Well, that plot is sort of line like - it looks more than like a line than a dotted circle. Heck, if I was a sociologist and got this equally my plot, I'd probably offset doing the Mipos Dance of Joy! (I'd also try to hide the fact that my Northward is and then small). Simply doing that click, drag, button trick gives me this: r = 0.60.

That'due south not terrible. It is certainly a good approximation, and I am saying this without actually looking at any data but imagine this is probably close to the correlation of acme and weight of american adults of a certain age. So it isn't bad - yous tin can become reasonably shut (if you remember to carry the darn smartphone everywhere, which we remember we are good at, but I tin can't even tell you the number of times the words "Practice yous know where I put my phone?" are uttered each twenty-four hour period in my house.)

What's that, you want one more correlation? For fun? Okay. The remaining pairwise correlation.

I moved the Apple Watch counts back to the x-axis just to be annoying.

I moved the Apple tree Watch counts back to the x-axis merely to be annoying.

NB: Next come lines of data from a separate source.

use std::io::IsTerminal;

use clap::{
  ValueEnum,
  builder::styling::{AnsiColor, Color as ClapColor, RgbColor, Style, Styles},
};
use comfy_table::Color as ComfyColor;
use crossterm::style::Color;

#[derive(Debug, Clone, Copy, ValueEnum)]
pub enum ColorMode {
  Always,
  Auto,
  Never,
}

#[derive(Debug, Clone, Copy, ValueEnum)]
pub enum ThemeMode {
  Dark,
  Light,
  Auto,
}

#[derive(Debug, Clone, Copy, PartialEq, Eq)]
pub enum Theme {
  Dark,
  Light,
}

/// One color per terminal background.
struct Shade {
  dark: Color,
  light: Color,
}

const fn rgb(r: u8, g: u8, b: u8) -> Color {
  Color::Rgb { r, g, b }
}

const TIMESTAMP: Shade = Shade {
  dark: rgb(120, 144, 156),
  light: rgb(84, 96, 110),
};
const PRIMARY: Shade = Shade {
  dark: rgb(90, 103, 216),
  light: rgb(45, 55, 150),
};
const ACCENT: Shade = Shade {
  dark: rgb(236, 112, 99),
  light: rgb(192, 57, 43),
};
const LABEL: Shade = Shade {
  dark: rgb(22, 160, 133),
  light: rgb(17, 120, 100),
};
const VALUE: Shade = Shade {
  dark: rgb(241, 196, 15),
  light: rgb(156, 100, 12),
};
const SUCCESS: Shade = Shade {
  dark: rgb(46, 204, 113),
  light: rgb(30, 132, 73),
};
const MUTED: Shade = Shade {
  dark: rgb(127, 140, 141),
  light: rgb(110, 110, 110),
};

pub struct Colors {
  enabled: bool,
  theme: Theme,
}

pub trait IntoComfyColor {
  fn into_comfy(self) -> ComfyColor;
}

impl IntoComfyColor for Color {
  fn into_comfy(self) -> ComfyColor {
    match self {
      Color::Rgb { r, g, b } => ComfyColor::Rgb { r, g, b },
      Color::AnsiValue(val) => ComfyColor::AnsiValue(val),
      Color::Black => ComfyColor::Black,
      Color::DarkGrey | Color::Grey => ComfyColor::Grey,
      Color::Red | Color::DarkRed => ComfyColor::Red,
      Color::Green | Color::DarkGreen => ComfyColor::Green,
      Color::Yellow | Color::DarkYellow => ComfyColor::Yellow,
      Color::Blue | Color::DarkBlue => ComfyColor::Blue,
      Color::Magenta | Color::DarkMagenta => ComfyColor::Magenta,
      Color::Cyan | Color::DarkCyan => ComfyColor::Cyan,
      Color::White => ComfyColor::White,
      Color::Reset => ComfyColor::Reset,
    }
  }
}

impl Colors {
  pub const fn new(enabled: bool, theme: Theme) -> Self {
    Self { enabled, theme }
  }

  const fn pick(&self, shade: &Shade) -> Color {
    if !self.enabled {
      return Color::Reset;
    }

    match self.theme {
      Theme::Dark => shade.dark,
      Theme::Light => shade.light,
    }
  }

  pub const fn timestamp(&self) -> Color {
    self.pick(&TIMESTAMP)
  }

  pub const fn primary(&self) -> Color {
    self.pick(&PRIMARY)
  }

  pub const fn accent(&self) -> Color {
    self.pick(&ACCENT)
  }

  pub const fn label(&self) -> Color {
    self.pick(&LABEL)
  }

  pub const fn value(&self) -> Color {
    self.pick(&VALUE)
  }

  pub const fn success(&self) -> Color {
    self.pick(&SUCCESS)
  }

  pub const fn muted(&self) -> Color {
    self.pick(&MUTED)
  }

  const fn to_clap(color: Color) -> Option<ClapColor> {
    match color {
      Color::Rgb { r, g, b } => Some(ClapColor::Rgb(RgbColor(r, g, b))),
      Color::Reset => None,
      _ => Some(ClapColor::Ansi(AnsiColor::White)),
    }
  }

  pub const fn clap_styles() -> Styles {
    let colors = Self::new(true, Theme::Dark);

    Styles::styled()
      .header(Style::new().bold().underline().fg_color(Self::to_clap(colors.label())))
      .usage(Style::new().bold().fg_color(Self::to_clap(colors.label())))
      .literal(Style::new().fg_color(Self::to_clap(colors.value())))
      .placeholder(Style::new().fg_color(Self::to_clap(colors.muted())))
      .error(Style::new().bold().fg_color(Self::to_clap(colors.accent())))
      .valid(Style::new().fg_color(Self::to_clap(colors.success())))
      .invalid(Style::new().bold().fg_color(Self::to_clap(colors.accent())))
  }
}

pub fn colors_enabled(mode: ColorMode) -> bool {
  match mode {
    ColorMode::Always => true,
    ColorMode::Never => false,
    ColorMode::Auto => std::io::stdout().is_terminal() && std::env::var_os("NO_COLOR").is_none(),
  }
}

pub fn detect_theme(mode: ThemeMode) -> Theme {
  match mode {
    ThemeMode::Dark => Theme::Dark,
    ThemeMode::Light => Theme::Light,
    ThemeMode::Auto => detect_terminal_theme(),
  }
}

/// Reads the background color index from `COLORFGBG` (`fg;bg`). Indices 7 and
/// up are light backgrounds.
fn detect_terminal_theme() -> Theme {
  let background = std::env::var("COLORFGBG")
    .ok()
    .and_then(|value| value.rsplit(';').next().and_then(|bg| bg.parse::<u8>().ok()));

  match background {
    Some(bg) if bg >= 7 && bg != 8 => Theme::Light,
    _ => Theme::Dark,
  }
}

#[cfg(test)]
mod tests {
  use super::*;

  #[test]
  fn test_disabled_colors_reset() {
    let colors = Colors::new(false, Theme::Light);
    assert_eq!(colors.primary(), Color::Reset);
    assert_eq!(colors.timestamp(), Color::Reset);
  }

  #[test]
  fn test_theme_selects_shade() {
    assert_eq!(Colors::new(true, Theme::Dark).accent(), ACCENT.dark);
    assert_eq!(Colors::new(true, Theme::Light).accent(), ACCENT.light);
  }

  #[test]
  fn test_explicit_modes() {
    assert!(colors_enabled(ColorMode::Always));
    assert!(!colors_enabled(ColorMode::Never));
    assert_eq!(detect_theme(ThemeMode::Light), Theme::Light);
    assert_eq!(detect_theme(ThemeMode::Dark), Theme::Dark);
  }

  #[test]
  fn test_comfy_color_conversion() {
    assert_eq!(rgb(1, 2, 3).into_comfy(), ComfyColor::Rgb { r: 1, g: 2, b: 3 });
    assert_eq!(Color::Reset.into_comfy(), ComfyColor::Reset);
  }
}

This last scatter plot looks sort of similar a dragon? Probably considering it is greenish, but I can kind of make out a neck and a tail. It seems the least pretty to me, but since Game of Thrones became a matter, my relationship to dragons has changed. I'd notwithstanding exist delighted if I were a sociologist (and ashamed of the N - allow'due south not forget the shame). R = 0.82. And then that's not bad if we apply the Watch as our baseline? But like I said before, information technology seemed like the Scout might go some of its step counts from phone accelerometer move, so that could be part of what's going on.

Parting thoughts

Well, I'1000 happy to employ all three device options (peculiarly considering the Watch is useless without the phone) fifty-fifty though I'd go double the wristband tan. However, I've scaled downward to i for now (the Picket - Apple nerd bling makes me intendance more well-nigh things that practice not chronicle to data, like overpriced beauty). My hunch is that the Fitbit does a better job of getting closer to "Existent" steps, but nosotros are a long way from whatever wrist-based or handheld device being able to getting to that level of accurateness. I could elaborate on that hunch, but I won't right at present.

And I know there are a bunch of different analyses I could and should do - boilerplate counts, significance tests (okay fine, paired t-tests are all significant at the 0.01 level), weekends vs. weekdays, excluding some outlier days, etc.). But if yous desire my tl;dr (which you lot wouldn't know virtually because I put information technology at the bottom and if you dr'd it, y'all wouldn't know it's here), it is that phone apps don't seem as reliable or consistent compared to a wearable device when situated in the actual globe of human use, equally determined from this man's utilise. Beyond that, selection your poisonous substance. More steps can come out of the Fitbit wrist-worn device, which makes information technology an attractive pick. That is, until you brand and sell something with the Apple logo on information technology. Then all bets are off.

Oh, and my squad published a case study of a tween girl who came to a similar determination that you lot can read hither. And the whole question of accurateness is something that a agglomeration of elementary school kids explored too. We published that also, and i day information technology will be freely bachelor.